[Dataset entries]
//! Core request/response cycles, dispatched directly and through the
//! axum adapter.

use axum::body::Body;
use axum::http::{header, Method, Request, StatusCode};
use hook_router::response::{CONTENT_TYPE_JSON, CONTENT_TYPE_TEXT};
use hook_router::{
    App, DispatchRequest, HttpServer, Json, RequestContext, RouteOptions, Scope, ServerConfig,
};
use serde_json::json;
use tower::ServiceExt;

mod common;

fn basic_app() -> App {
    let mut app = App::new();
    app.get("/", |_ctx| async { "hi" })
        .unwrap()
        .static_route(Method::GET, "/static", "hi")
        .unwrap()
        .post("/json", |ctx: RequestContext| async move { ctx.body().cloned() })
        .unwrap();
    app
}

#[tokio::test]
async fn test_handle_request() {
    let app = common::compile(&basic_app());

    let res = app.handle(DispatchRequest::get("/")).await;
    assert_eq!(res.status, StatusCode::OK);
    assert_eq!(res.text(), "hi");
    assert_eq!(res.content_type(), Some(CONTENT_TYPE_TEXT));
}

#[tokio::test]
async fn test_handle_static_response() {
    let app = common::compile(&basic_app());

    let res = app.handle(DispatchRequest::get("/static")).await;
    assert_eq!(res.text(), "hi");
    assert_eq!(res.content_type(), Some(CONTENT_TYPE_TEXT));
}

#[tokio::test]
async fn test_handle_body() {
    let app = common::compile(&basic_app());

    let res = app
        .handle(common::json_request(Method::POST, "/json", r#"{"a":1}"#))
        .await;
    assert_eq!(res.status, StatusCode::OK);
    assert_eq!(res.text(), r#"{"a":1}"#);
    assert_eq!(res.content_type(), Some(CONTENT_TYPE_JSON));
}

#[tokio::test]
async fn test_malformed_json_body_is_bad_request() {
    let app = common::compile(&basic_app());

    let res = app
        .handle(common::json_request(Method::POST, "/json", "{oops"))
        .await;
    assert_eq!(res.status, StatusCode::BAD_REQUEST);
}

#[tokio::test]
async fn test_handle_plugin() {
    let mut plugin = App::with_prefix("/api/v1");
    plugin
        .route_with(
            Method::POST,
            "/",
            |_ctx| async { Json(json!({ "message": "Yugiri" })) },
            RouteOptions::new().before_handle(|ctx: RequestContext| async move {
                let _ = ctx.headers();
            }),
        )
        .unwrap();

    let mut app = App::new();
    app.mount(&plugin).unwrap();
    let app = common::compile(&app);

    let res = app
        .handle(common::json_request(
            Method::POST,
            "/api/v1",
            r#"{"message":"Hello Yugiri"}"#,
        ))
        .await;
    assert_eq!(res.text(), r#"{"message":"Yugiri"}"#);
    assert_eq!(res.content_type(), Some(CONTENT_TYPE_JSON));

    // Only reachable under the prefix.
    let res = app.handle(common::json_request(Method::POST, "/", "{}")).await;
    assert_eq!(res.status, StatusCode::NOT_FOUND);
}

#[tokio::test]
async fn test_handle_cookie() {
    let mut app = App::new();
    app.apply(|app| {
        app.derive(Scope::Global, |ctx: RequestContext| async move {
            let _ = ctx.cookie("session");
            Ok(hook_router::Derived::new())
        })
        .on_after_handle(Scope::Global, |ctx: RequestContext| async move {
            ctx.response().cloned()
        });
        Ok(())
    })
    .unwrap()
    .get("/", |_ctx| async { "ok" })
    .unwrap();
    let app = common::compile(&app);

    let res = app.handle(DispatchRequest::get("/")).await;
    assert_eq!(res.text(), "ok");
    assert_eq!(res.content_type(), Some(CONTENT_TYPE_TEXT));
}

#[tokio::test]
async fn test_through_axum_adapter() {
    let server = HttpServer::new(ServerConfig::default(), common::compile(&basic_app()));

    let res = server
        .router()
        .oneshot(
            Request::builder()
                .method(Method::POST)
                .uri("/json?debug=1")
                .header(header::CONTENT_TYPE, "application/json")
                .body(Body::from(r#"{"a":1}"#))
                .unwrap(),
        )
        .await
        .unwrap();

    assert_eq!(res.status(), StatusCode::OK);
    assert_eq!(
        res.headers().get(header::CONTENT_TYPE).unwrap(),
        CONTENT_TYPE_JSON
    );
    assert!(res.headers().contains_key("x-request-id"));

    let body = axum::body::to_bytes(res.into_body(), usize::MAX).await.unwrap();
    assert_eq!(&body[..], br#"{"a":1}"#);
}

#[tokio::test]
async fn test_adapter_rejects_oversized_body() {
    let mut config = ServerConfig::default();
    config.limits.max_body_size = 8;
    let server = HttpServer::new(config, common::compile(&basic_app()));

    let res = server
        .router()
        .oneshot(
            Request::builder()
                .method(Method::POST)
                .uri("/json")
                .header(header::CONTENT_TYPE, "application/json")
                .body(Body::from(r#"{"a":"this is far too long"}"#))
                .unwrap(),
        )
        .await
        .unwrap();

    assert_eq!(res.status(), StatusCode::PAYLOAD_TOO_LARGE);
}

#[tokio::test]
async fn test_adapter_not_found() {
    let server = HttpServer::new(ServerConfig::default(), common::compile(&basic_app()));

    let res = server
        .router()
        .oneshot(Request::builder().uri("/nope").body(Body::empty()).unwrap())
        .await
        .unwrap();

    assert_eq!(res.status(), StatusCode::NOT_FOUND);
}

== Work to complete ==
How many lines in the entries above hold the string "cloned"? Answer with the number and nothing more.

== Task output ==
2